Today's interweb sensation over a New York Times op-ed by former Goldman Sachs executive Greg Smith (plus Matt Taibbi's comments on it) reminded me that I haven't written anything about Michael Lewis's The Big Short, which I finished a few days ago.


Cover of The Big Short by Michael LewisLike all of Lewis's books, it's very well done. The insanity that was (and generally still is) Wall Street is exposed -- how debts were combined into larger debts, then sliced up and rated from AAA to BBB, and then BBBs were repackaged into AAAs. How the guys who figured out that it was all a house of cards managed to make some money betting against it, but also how the guys who were in it up to their necks made out like bandits, too.

The metaphor of the emperor's new clothes fits it exactly. Almost everyone on Wall Street believed there couldn't be anything wrong with these "investments" because everyone else was doing it. The massive personal financial incentives to believe in the nonexistent royal clothes may have had something to do with it. Lewis describes one high-level manager who went from making $140,000 to $26 million a year, basically to look the other way instead of understand and manage his investments.
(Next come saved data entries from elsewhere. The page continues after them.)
use axum::{
    http::{HeaderValue, StatusCode},
    response::{IntoResponse, Response},
};
use indexmap::IndexMap;
use serde::{Deserialize, Serialize};

use crate::field_value::Fields;
use crate::validation::ValidationErrorDetail;

/// Content type for Problem Details as per RFC 9457.
pub const APPLICATION_PROBLEM_JSON: &str = "application/problem+json";

/// RFC 9457 Problem Details for HTTP APIs.
///
/// The optional members are problem-type extensions; each is emitted only by
/// the error kinds that define it.
#[derive(Debug, Clone, PartialEq, Serialize, Deserialize)]
pub struct Problem {
    /// A URI reference that identifies the problem type.
    #[serde(rename = "type")]
    pub type_url: String,
    /// A short, human-readable summary of the problem type.
    pub title: String,
    /// The HTTP status code for this occurrence of the problem.
    pub status: u16,
    /// A human-readable explanation specific to this occurrence of the problem.
    pub detail: String,
    /// The request path this occurrence was raised for.
    pub instance: String,
    /// Machine-readable error code from the catalog.
    pub code: String,
    #[serde(default, skip_serializing_if = "Option::is_none")]
    pub operation_id: Option<String>,
    #[serde(default, skip_serializing_if = "Option::is_none")]
    pub request_id: Option<String>,

    #[serde(default, skip_serializing_if = "Option::is_none")]
    pub resource: Option<String>,
    #[serde(default, skip_serializing_if = "Option::is_none")]
    pub fields: Option<Fields>,
    #[serde(default, skip_serializing_if = "Option::is_none")]
    pub constraint: Option<String>,
    #[serde(default, skip_serializing_if = "Option::is_none")]
    pub permissions: Option<Vec<String>>,
    #[serde(default, skip_serializing_if = "Option::is_none")]
    pub foreign_items: Option<IndexMap<String, Vec<i64>>>,
    #[serde(default, skip_serializing_if = "Option::is_none")]
    pub errors: Option<Vec<ValidationErrorDetail>>,
}

impl Problem {
    pub fn new(status: StatusCode, title: impl Into<String>, detail: impl Into<String>) -> Self {
        Self {
            type_url: "about:blank".to_string(),
            title: title.into(),
            status: status.as_u16(),
            detail: detail.into(),
            instance: String::new(),
            code: String::new(),
            operation_id: None,
            request_id: None,
            resource: None,
            fields: None,
            constraint: None,
            permissions: None,
            foreign_items: None,
            errors: None,
        }
    }

    pub fn with_type(mut self, type_url: impl Into<String>) -> Self {
        self.type_url = type_url.into();
        self
    }

    pub fn with_instance(mut self, uri: impl Into<String>) -> Self {
        self.instance = uri.into();
        self
    }

    pub fn with_code(mut self, code: impl Into<String>) -> Self {
        self.code = code.into();
        self
    }

    pub fn with_operation_id(mut self, id: impl Into<String>) -> Self {
        self.operation_id = Some(id.into());
        self
    }

    pub fn with_request_id(mut self, id: impl Into<String>) -> Self {
        self.request_id = Some(id.into());
        self
    }

    pub fn with_resource(mut self, resource: impl Into<String>) -> Self {
        self.resource = Some(resource.into());
        self
    }

    pub fn with_fields(mut self, fields: Fields) -> Self {
        self.fields = Some(fields);
        self
    }

    pub fn with_constraint(mut self, constraint: impl Into<String>) -> Self {
        self.constraint = Some(constraint.into());
        self
    }

    pub fn with_permissions(mut self, permissions: Vec<String>) -> Self {
        self.permissions = Some(permissions);
        self
    }

    pub fn with_foreign_items(mut self, items: IndexMap<String, Vec<i64>>) -> Self {
        self.foreign_items = Some(items);
        self
    }

    pub fn with_errors(mut self, errors: Vec<ValidationErrorDetail>) -> Self {
        self.errors = Some(errors);
        self
    }

    /// Swap the default `errors/` type prefix for a deployment-specific one.
    pub fn with_type_prefix(mut self, prefix: &str) -> Self {
        if let Some(rest) = self.type_url.strip_prefix(crate::catalog::DEFAULT_TYPE_PREFIX) {
            self.type_url = format!("{prefix}{rest}");
        }
        self
    }
}

/// Axum response wrapper that renders `Problem` with correct status & content type.
#[derive(Debug, Clone)]
pub struct ProblemResponse(pub Problem);

impl From<Problem> for ProblemResponse {
    fn from(p: Problem) -> Self {
        Self(p)
    }
}

impl IntoResponse for ProblemResponse {
    fn into_response(self) -> Response {
        let status =
            StatusCode::from_u16(self.0.status).unwrap_or(StatusCode::INTERNAL_SERVER_ERROR);
        let mut resp = axum::Json(self.0).into_response();
        *resp.status_mut() = status;
        resp.headers_mut().insert(
            axum::http::header::CONTENT_TYPE,
            HeaderValue::from_static(APPLICATION_PROBLEM_JSON),
        );
        resp
    }
}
The few people who said the emperor was naked weren't believed. One of the skeptics profiled in the book, Michael Burry, ended up being sued by his investors even though the investments he made for them were returning over two hundred times what the S&P had over the life of his fund.

The ratings agencies come off incredibly badly in Lewis's book. They were putting grades on financial packages they couldn't begin to understand. According to Lewis, they employ all the people who aren't smart enough to work in the Wall Street banks. And we know how smart those guys are.

A few favorites lines:

  • The title of a report written by one of the skeptics: "A Home Without Equity Is Just a Rental with Debt."
  • "Any business where you can sell a product and make money without having to worry how the product performs is going to attract sleazy people." -- Sy Jacobs, investment banker
  • The turning point -- when Wall Street investment banks really started to go wrong -- was after 1981 when Salomon Brother CEO John Gutfreund took the company public. Once it was no longer a partnership, where the partners had personal risk, it "became a black box. The shareholders who financed the risk had no real understanding of what the risk takers were doing..." And: "No investment bank owned by its employees would have leveraged itself 35:1..."
It's hard for me to not analogize the scenario Lewis describes to our society's general attitude toward sustainability, whether economic or environmental. When all of the people who were making money from these garbage investments gathered in Vegas for a conference, one of the skeptics couldn't believe their self-deception:
He walked around the Las Vegas casino incredulous at the spectacle before him: seven thousand people, all of whom seemed delighted with the world as they found it. A society with deep, troubling economic problems had rigged itself to disguise those problems, and the chief beneficiaries of the deceit were the financial middlemen (page 154).
They were comfortable and happy with their lot in life; they thought they deserved everything they were getting. But it was all built on false assumptions, and it crashed. Doesn't that sound familiar?